REQUIRED WORK: Your answer is the lines below, exactly, from the one that contains "Some(unit) if unit.is_local()" through the one that contains "fn split_type_name<'a>(full_name: &'a", both included.

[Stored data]
┏━━

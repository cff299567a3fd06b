//! Attribute descriptors.
//!
//! Code generation refers to host-runtime attributes (`CompilerGenerated`,
//! `DebuggerHidden`, ...) through descriptors pairing a low-level type
//! reference with a type-constructor reference. Attributes that no loaded
//! unit provides are either deferred (reported when used) or, for a small
//! set of marker attributes, synthesized into the local unit.

use std::sync::Arc;

use dashmap::DashMap;
use lumen_ir::{Name, NamespacePath, StringInterner};
use rustc_hash::FxBuildHasher;

use crate::config::LangFeature;
use crate::error::GlobalsError;
use crate::globals::Globals;
use crate::tycon::TyconRef;
use crate::unit::{
    resolve_or_deferred, Access, CompilationUnit, TypeDef, TypeDefFlags, TypeDefKind,
    TypeDefSpec, UnitRef, UnitResolver,
};

/// Attributes the compiler may define itself when no unit provides them.
pub const EMBEDDABLE_ATTRIBUTES: &[&str] = &[
    "System.Runtime.CompilerServices.IsReadOnlyAttribute",
    "System.Runtime.CompilerServices.IsByRefLikeAttribute",
    "System.Runtime.CompilerServices.IsUnmanagedAttribute",
    "System.Runtime.CompilerServices.NullableAttribute",
    "System.Runtime.CompilerServices.NullableContextAttribute",
    "System.Runtime.CompilerServices.CompilerFeatureRequiredAttribute",
    "System.Diagnostics.CodeAnalysis.DynamicDependencyAttribute",
];

/// `DebuggerBrowsableState.Never`.
const DEBUGGER_BROWSABLE_NEVER: i32 = 0;

/// Where a low-level type reference points.
#[derive(Copy, Clone, Eq, PartialEq, Hash, Debug)]
pub enum ScopeRef {
    /// The unit being compiled.
    Local,
    /// A referenced unit, by name.
    Unit(Name),
    /// No unit provides the type.
    Unresolved,
}

/// Low-level type reference emitted into metadata.
#[derive(Clone, Eq, PartialEq, Hash, Debug)]
pub struct IlTypeRef {
    pub scope: ScopeRef,
    pub path: NamespacePath,
    pub name: Name,
}

/// An attribute type, as both a metadata reference and a type-constructor reference.
#[derive(Clone, Eq, PartialEq, Debug)]
pub struct AttribInfo {
    pub il_type_ref: IlTypeRef,
    pub tcref: TyconRef,
}

impl AttribInfo {
    fn in_unit(unit: &UnitRef, path: NamespacePath, name: Name) -> Self {
        let scope = match unit.try_unit() {
            Some(unit) if unit.is_local() => ScopeRef::Local,
            Some(unit) => ScopeRef::Unit(unit.name()),
            None => ScopeRef::Unresolved,
        };
        AttribInfo {
            il_type_ref: IlTypeRef {
                scope,
                path: path.clone(),
                name,
            },
            tcref: TyconRef::non_local(unit.clone(), path, name),
        }
    }

    /// True when the attribute type can be dereferenced now.
    pub fn is_available(&self) -> bool {
        self.tcref.can_deref()
    }
}

/// Split `System.Diagnostics.DebuggerHiddenAttribute` into namespace and name.
fn split_type_name<'a>(full_name: &'a str) -> (&'a str, &'a str) {
    full_name.rsplit_once('.').unwrap_or(("", full_name))
}

fn intern_type_name(interner: &StringInterner, full_name: &str) -> (NamespacePath, Name) {
    let (namespace, name) = split_type_name(full_name);
    let path = if namespace.is_empty() {
        NamespacePath::root()
    } else {
        interner.intern_path(namespace)
    };
    (path, interner.intern(name))
}

/// Cached attribute lookups and the attributes embedded into the local unit.
#[derive(Debug, Default)]
pub(crate) struct AttributeCatalog {
    found: DashMap<Name, AttribInfo, FxBuildHasher>,
    embedded: DashMap<Name, AttribInfo, FxBuildHasher>,
}

impl AttributeCatalog {
    /// Descriptor for a public attribute, deferred when no unit provides it.
    pub fn find(
        &self,
        interner: &StringInterner,
        resolver: &dyn UnitResolver,
        full_name: &str,
    ) -> AttribInfo {
        let key = interner.intern(full_name);
        if let Some(info) = self.found.get(&key) {
            return info.clone();
        }
        let (path, name) = intern_type_name(interner, full_name);
        let unit = resolve_or_deferred(resolver, interner, &path, name, true);
        self.found
            .entry(key)
            .or_insert_with(|| AttribInfo::in_unit(&unit, path, name))
            .clone()
    }

    pub fn try_find(
        &self,
        interner: &StringInterner,
        resolver: &dyn UnitResolver,
        full_name: &str,
    ) -> Option<AttribInfo> {
        let (path, name) = intern_type_name(interner, full_name);
        let unit = resolver.resolve(&path, name, true)?;
        Some(AttribInfo::in_unit(&UnitRef::Resolved(unit), path, name))
    }

    pub fn find_or_embed(
        &self,
        interner: &StringInterner,
        resolver: &dyn UnitResolver,
        local: Option<&Arc<CompilationUnit>>,
        full_name: &str,
    ) -> Result<AttribInfo, GlobalsError> {
        let key = interner.intern(full_name);
        if let Some(info) = self.embedded.get(&key) {
            return Ok(info.clone());
        }
        if let Some(info) = self.try_find(interner, resolver, full_name) {
            return Ok(info);
        }
        let local = match local {
            Some(local) if EMBEDDABLE_ATTRIBUTES.contains(&full_name) => local,
            _ => {
                return Err(GlobalsError::NotEmbeddable {
                    name: full_name.to_owned(),
                })
            }
        };
        let info = self
            .embedded
            .entry(key)
            .or_insert_with(|| {
                tracing::debug!(attribute = full_name, "embedding attribute into local unit");
                let (path, name) = intern_type_name(interner, full_name);
                let def = local.define(
                    TypeDefSpec::new(path.clone(), name, TypeDefKind::Attribute)
                        .access(Access::Internal)
                        .flags(TypeDefFlags::SEALED | TypeDefFlags::EMBEDDED),
                );
                AttribInfo {
                    il_type_ref: IlTypeRef {
                        scope: ScopeRef::Local,
                        path,
                        name,
                    },
                    tcref: TyconRef::local(def),
                }
            })
            .clone();
        Ok(info)
    }

    /// Definitions synthesized by `find_or_embed`, oldest first.
    pub fn embedded_types(&self) -> Vec<Arc<TypeDef>> {
        let mut defs: Vec<Arc<TypeDef>> = self
            .embedded
            .iter()
            .filter_map(|entry| entry.value().tcref.try_deref())
            .collect();
        defs.sort_by_key(|def| def.stamp);
        defs
    }
}

macro_rules! well_known_attributes {
    (
        required { $($field:ident => $name:literal,)* }
        optional { $($opt_field:ident => $opt_name:literal,)* }
    ) => {
        /// Attribute descriptors computed when the environment is built.
        ///
        /// Required attributes are always present, possibly deferred.
        /// Optional ones exist only on runtimes that provide them.
        #[derive(Clone, Debug)]
        pub struct WellKnownAttributes {
            $(pub $field: AttribInfo,)*
            $(pub $opt_field: Option<AttribInfo>,)*
        }

        impl WellKnownAttributes {
            pub const REQUIRED: &'static [&'static str] = &[$($name,)*];
            pub const OPTIONAL: &'static [&'static str] = &[$($opt_name,)*];

            pub(crate) fn new(
                catalog: &AttributeCatalog,
                interner: &StringInterner,
                resolver: &dyn UnitResolver,
            ) -> Self {
                WellKnownAttributes {
                    $($field: catalog.find(interner, resolver, $name),)*
                    $($opt_field: catalog.try_find(interner, resolver, $opt_name),)*
                }
            }
        }
    };
}

well_known_attributes! {
    required {
        compiler_generated => "System.Runtime.CompilerServices.CompilerGeneratedAttribute",
        debugger_hidden => "System.Diagnostics.DebuggerHiddenAttribute",
        debugger_browsable => "System.Diagnostics.DebuggerBrowsableAttribute",
        debugger_non_user_code => "System.Diagnostics.DebuggerNonUserCodeAttribute",
        debugger_step_through => "System.Diagnostics.DebuggerStepThroughAttribute",
        debuggable => "System.Diagnostics.DebuggableAttribute",
        param_array => "System.ParamArrayAttribute",
        extension => "System.Runtime.CompilerServices.ExtensionAttribute",
        struct_layout => "System.Runtime.InteropServices.StructLayoutAttribute",
        obsolete => "System.ObsoleteAttribute",
        conditional => "System.Diagnostics.ConditionalAttribute",
    }
    optional {
        is_read_only => "System.Runtime.CompilerServices.IsReadOnlyAttribute",
        is_by_ref_like => "System.Runtime.CompilerServices.IsByRefLikeAttribute",
        is_unmanaged => "System.Runtime.CompilerServices.IsUnmanagedAttribute",
        required_member => "System.Runtime.CompilerServices.RequiredMemberAttribute",
        sets_required_members => "System.Diagnostics.CodeAnalysis.SetsRequiredMembersAttribute",
        compiler_feature_required => "System.Runtime.CompilerServices.CompilerFeatureRequiredAttribute",
        nullable => "System.Runtime.CompilerServices.NullableAttribute",
        nullable_context => "System.Runtime.CompilerServices.NullableContextAttribute",
    }
}

/// A constructor argument of an emitted custom attribute.
#[derive(Clone, Debug, PartialEq, Eq)]
pub enum AttrArg {
    Int32(i32),
    Bool(bool),
    String(String),
}

/// A custom attribute ready for emission.
#[derive(Clone, Debug, PartialEq, Eq)]
pub struct CustomAttr {
    pub ty: IlTypeRef,
    pub args: Vec<AttrArg>,
}

impl Globals {
    /// Descriptor for a public attribute by full name.
    ///
    /// Never fails: when no unit provides the attribute the descriptor is
    /// backed by a deferred sentinel, and dereferencing it reports
    /// `"<namespace>.<name> not found"`.
    pub fn find_attrib(&self, full_name: &str) -> AttribInfo {
        self.attributes
            .find(self.interner(), self.resolver(), full_name)
    }

    pub fn try_find_attrib(&self, full_name: &str) -> Option<AttribInfo> {
        self.attributes
            .try_find(self.interner(), self.resolver(), full_name)
    }

    /// Descriptor for a marker attribute, defining it locally if needed.
    ///
    /// # Errors
    /// Returns `GlobalsError::NotEmbeddable` when no unit provides the
    /// attribute and it is not in `EMBEDDABLE_ATTRIBUTES`, or the language
    /// version predates embedded attributes.
    pub fn find_or_embed_attrib(&self, full_name: &str) -> Result<AttribInfo, GlobalsError> {
        self.attributes.find_or_embed(
            self.interner(),
            self.resolver(),
            self.config()
                .supports(LangFeature::EmbeddedAttributes)
                .then_some(self.local_unit()),
            full_name,
        )
    }

    /// Attribute types synthesized into the local unit.
    pub fn embedded_types(&self) -> Vec<Arc<TypeDef>> {
        self.attributes.embedded_types()
    }

    pub fn mk_custom_attr(&self, info: &AttribInfo, args: Vec<AttrArg>) -> CustomAttr {
        CustomAttr {
            ty: info.il_type_ref.clone(),
            args,
        }
    }

    pub fn mk_compiler_generated_attr(&self) -> CustomAttr {
        self.mk_custom_attr(&self.well_known_attributes().compiler_generated, Vec::new())
    }

    pub fn mk_debugger_hidden_attr(&self) -> CustomAttr {
        self.mk_custom_attr(&self.well_known_attributes().debugger_hidden, Vec::new())
    }

    pub fn mk_debugger_non_user_code_attr(&self) -> CustomAttr {
        self.mk_custom_attr(&self.well_known_attributes().debugger_non_user_code, Vec::new())
    }

    pub fn mk_debugger_step_through_attr(&self) -> CustomAttr {
        self.mk_custom_attr(&self.well_known_attributes().debugger_step_through, Vec::new())
    }

    pub fn mk_debugger_browsable_never_attr(&self) -> CustomAttr {
        self.mk_custom_attr(
            &self.well_known_attributes().debugger_browsable,
            vec![AttrArg::Int32(DEBUGGER_BROWSABLE_NEVER)],
        )
    }

    fn debug_attributes_enabled(&self) -> bool {
        !self.config().suppress_debug_attributes
    }

    pub fn add_method_generated_attrs(&self, attrs: &mut Vec<CustomAttr>) {
        attrs.push(self.mk_compiler_generated_attr());
        if self.debug_attributes_enabled() {
            attrs.push(self.mk_debugger_non_user_code_attr());
        }
    }

    pub fn add_property_generated_attrs(&self, attrs: &mut Vec<CustomAttr>) {
        self.add_method_generated_attrs(attrs);
    }

    pub fn add_field_generated_attrs(&self, attrs: &mut Vec<CustomAttr>) {
        attrs.push(self.mk_compiler_generated_attr());
        if self.debug_attributes_enabled() {
            attrs.push(self.mk_debugger_browsable_never_attr());
        }
    }
}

┗━━

THE ANSWER:
            Some(unit) if unit.is_local() => ScopeRef::Local,
            Some(unit) => ScopeRef::Unit(unit.name()),
            None => ScopeRef::Unresolved,
        };
        AttribInfo {
            il_type_ref: IlTypeRef {
                scope,
                path: path.clone(),
                name,
            },
            tcref: TyconRef::non_local(unit.clone(), path, name),
        }
    }

    /// True when the attribute type can be dereferenced now.
    pub fn is_available(&self) -> bool {
        self.tcref.can_deref()
    }
}

/// Split `System.Diagnostics.DebuggerHiddenAttribute` into namespace and name.
fn split_type_name<'a>(full_name: &'a str) -> (&'a str, &'a str) {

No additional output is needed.